PROBLEM REQUIREMENTS:
Return each line of the data that follows exactly as it reads.

DATA SUPPLIED:
//! End-to-end tests for the keystroke → interceptor → editor → state flow,
//! driven entirely through public `TuiEvent`s (no terminal required).

use shan_note::core::action::{Action, Effect, update};
use shan_note::core::interceptor::{ArrowKey, KeyInput};
use shan_note::core::state::App;
use shan_note::tui::component::EventHandler;
use shan_note::tui::components::{EditorEvent, NoteEditor};
use shan_note::tui::event::TuiEvent;

/// Feed a string of characters through the editor as individual keystrokes,
/// forwarding each content change into the app state the way the event loop
/// does.
fn type_str(editor: &mut NoteEditor, app: &mut App, s: &str) {
    for c in s.chars() {
        if let Some(EditorEvent::ContentChanged(text)) =
            editor.handle_event(&TuiEvent::Key(KeyInput::Char(c)))
        {
            update(app, Action::NoteChanged(text));
        }
    }
}

#[test]
fn typing_a_word_produces_shan_glyphs_and_updates_app() {
    let mut app = App::new(true);
    let mut editor = NoteEditor::new(app.remap_enabled);

    // q w e → ၸ တ ၼ
    type_str(&mut editor, &mut app, "qwe");

    assert_eq!(editor.buffer, "ၸတၼ");
    assert_eq!(app.note_text, "ၸတၼ");
    assert_eq!(app.status_message, "3 chars");
}

#[test]
fn mixed_input_keeps_digits_and_spaces_literal() {
    let mut app = App::new(true);
    let mut editor = NoteEditor::new(app.remap_enabled);

    type_str(&mut editor, &mut app, "q 5w");

    assert_eq!(editor.buffer, "ၸ 5တ");
    assert_eq!(app.note_text, "ၸ 5တ");
}

#[test]
fn suppressed_keystroke_changes_nothing_observable() {
    let mut app = App::new(true);
    let mut editor = NoteEditor::new(app.remap_enabled);

    type_str(&mut editor, &mut app, "q");
    let before = app.note_text.clone();

    // 'T' is a suppressed shifted slot: consumed, no insertion, no callback
    let res = editor.handle_event(&TuiEvent::Key(KeyInput::Char('T')));
    assert_eq!(res, None);
    assert_eq!(editor.buffer, before);
    assert_eq!(app.note_text, before);
}

#[test]
fn arrows_navigate_without_inserting() {
    let mut app = App::new(true);
    let mut editor = NoteEditor::new(app.remap_enabled);

    type_str(&mut editor, &mut app, "qw");
    editor.handle_event(&TuiEvent::Key(KeyInput::Arrow(ArrowKey::Left)));
    type_str(&mut editor, &mut app, "e");

    // 'e' lands between the first two glyphs; arrows contributed no text
    assert_eq!(editor.buffer, "ၸၼတ");
    assert_eq!(app.note_text, "ၸၼတ");
}

#[test]
fn toggling_remap_switches_between_scripts() {
    let mut app = App::new(true);
    let mut editor = NoteEditor::new(app.remap_enabled);

    type_str(&mut editor, &mut app, "q");

    update(&mut app, Action::ToggleRemap);
    editor.remap_enabled = app.remap_enabled;
    type_str(&mut editor, &mut app, "q");

    update(&mut app, Action::ToggleRemap);
    editor.remap_enabled = app.remap_enabled;
    type_str(&mut editor, &mut app, "q");

    assert_eq!(editor.buffer, "ၸqၸ");
}

#[test]
fn backspace_over_glyphs_then_retype() {
    let mut app = App::new(true);
    let mut editor = NoteEditor::new(app.remap_enabled);

    type_str(&mut editor, &mut app, "qw");
    if let Some(EditorEvent::ContentChanged(text)) = editor.handle_event(&TuiEvent::Backspace) {
        update(&mut app, Action::NoteChanged(text));
    }
    type_str(&mut editor, &mut app, "e");

    assert_eq!(editor.buffer, "ၸၼ");
    assert_eq!(app.note_text, "ၸၼ");
    assert_eq!(app.status_message, "2 chars");
}

#[test]
fn quit_action_yields_quit_effect() {
    let mut app = App::new(true);
    assert_eq!(update(&mut app, Action::Quit), Effect::Quit);
}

TASK ANSWER:
//! End-to-end tests for the keystroke → interceptor → editor → state flow,
//! driven entirely through public `TuiEvent`s (no terminal required).

use shan_note::core::action::{Action, Effect, update};
use shan_note::core::interceptor::{ArrowKey, KeyInput};
use shan_note::core::state::App;
use shan_note::tui::component::EventHandler;
use shan_note::tui::components::{EditorEvent, NoteEditor};
use shan_note::tui::event::TuiEvent;

/// Feed a string of characters through the editor as individual keystrokes,
/// forwarding each content change into the app state the way the event loop
/// does.
fn type_str(editor: &mut NoteEditor, app: &mut App, s: &str) {
    for c in s.chars() {
        if let Some(EditorEvent::ContentChanged(text)) =
            editor.handle_event(&TuiEvent::Key(KeyInput::Char(c)))
        {
            update(app, Action::NoteChanged(text));
        }
    }
}

#[test]
fn typing_a_word_produces_shan_glyphs_and_updates_app() {
    let mut app = App::new(true);
    let mut editor = NoteEditor::new(app.remap_enabled);

    // q w e → ၸ တ ၼ
    type_str(&mut editor, &mut app, "qwe");

    assert_eq!(editor.buffer, "ၸတၼ");
    assert_eq!(app.note_text, "ၸတၼ");
    assert_eq!(app.status_message, "3 chars");
}

#[test]
fn mixed_input_keeps_digits_and_spaces_literal() {
    let mut app = App::new(true);
    let mut editor = NoteEditor::new(app.remap_enabled);

    type_str(&mut editor, &mut app, "q 5w");

    assert_eq!(editor.buffer, "ၸ 5တ");
    assert_eq!(app.note_text, "ၸ 5တ");
}

#[test]
fn suppressed_keystroke_changes_nothing_observable() {
    let mut app = App::new(true);
    let mut editor = NoteEditor::new(app.remap_enabled);

    type_str(&mut editor, &mut app, "q");
    let before = app.note_text.clone();

    // 'T' is a suppressed shifted slot: consumed, no insertion, no callback
    let res = editor.handle_event(&TuiEvent::Key(KeyInput::Char('T')));
    assert_eq!(res, None);
    assert_eq!(editor.buffer, before);
    assert_eq!(app.note_text, before);
}

#[test]
fn arrows_navigate_without_inserting() {
    let mut app = App::new(true);
    let mut editor = NoteEditor::new(app.remap_enabled);

    type_str(&mut editor, &mut app, "qw");
    editor.handle_event(&TuiEvent::Key(KeyInput::Arrow(ArrowKey::Left)));
    type_str(&mut editor, &mut app, "e");

    // 'e' lands between the first two glyphs; arrows contributed no text
    assert_eq!(editor.buffer, "ၸၼတ");
    assert_eq!(app.note_text, "ၸၼတ");
}

#[test]
fn toggling_remap_switches_between_scripts() {
    let mut app = App::new(true);
    let mut editor = NoteEditor::new(app.remap_enabled);

    type_str(&mut editor, &mut app, "q");

    update(&mut app, Action::ToggleRemap);
    editor.remap_enabled = app.remap_enabled;
    type_str(&mut editor, &mut app, "q");

    update(&mut app, Action::ToggleRemap);
    editor.remap_enabled = app.remap_enabled;
    type_str(&mut editor, &mut app, "q");

    assert_eq!(editor.buffer, "ၸqၸ");
}

#[test]
fn backspace_over_glyphs_then_retype() {
    let mut app = App::new(true);
    let mut editor = NoteEditor::new(app.remap_enabled);

    type_str(&mut editor, &mut app, "qw");
    if let Some(EditorEvent::ContentChanged(text)) = editor.handle_event(&TuiEvent::Backspace) {
        update(&mut app, Action::NoteChanged(text));
    }
    type_str(&mut editor, &mut app, "e");

    assert_eq!(editor.buffer, "ၸၼ");
    assert_eq!(app.note_text, "ၸၼ");
    assert_eq!(app.status_message, "2 chars");
}

#[test]
fn quit_action_yields_quit_effect() {
    let mut app = App::new(true);
    assert_eq!(update(&mut app, Action::Quit), Effect::Quit);
}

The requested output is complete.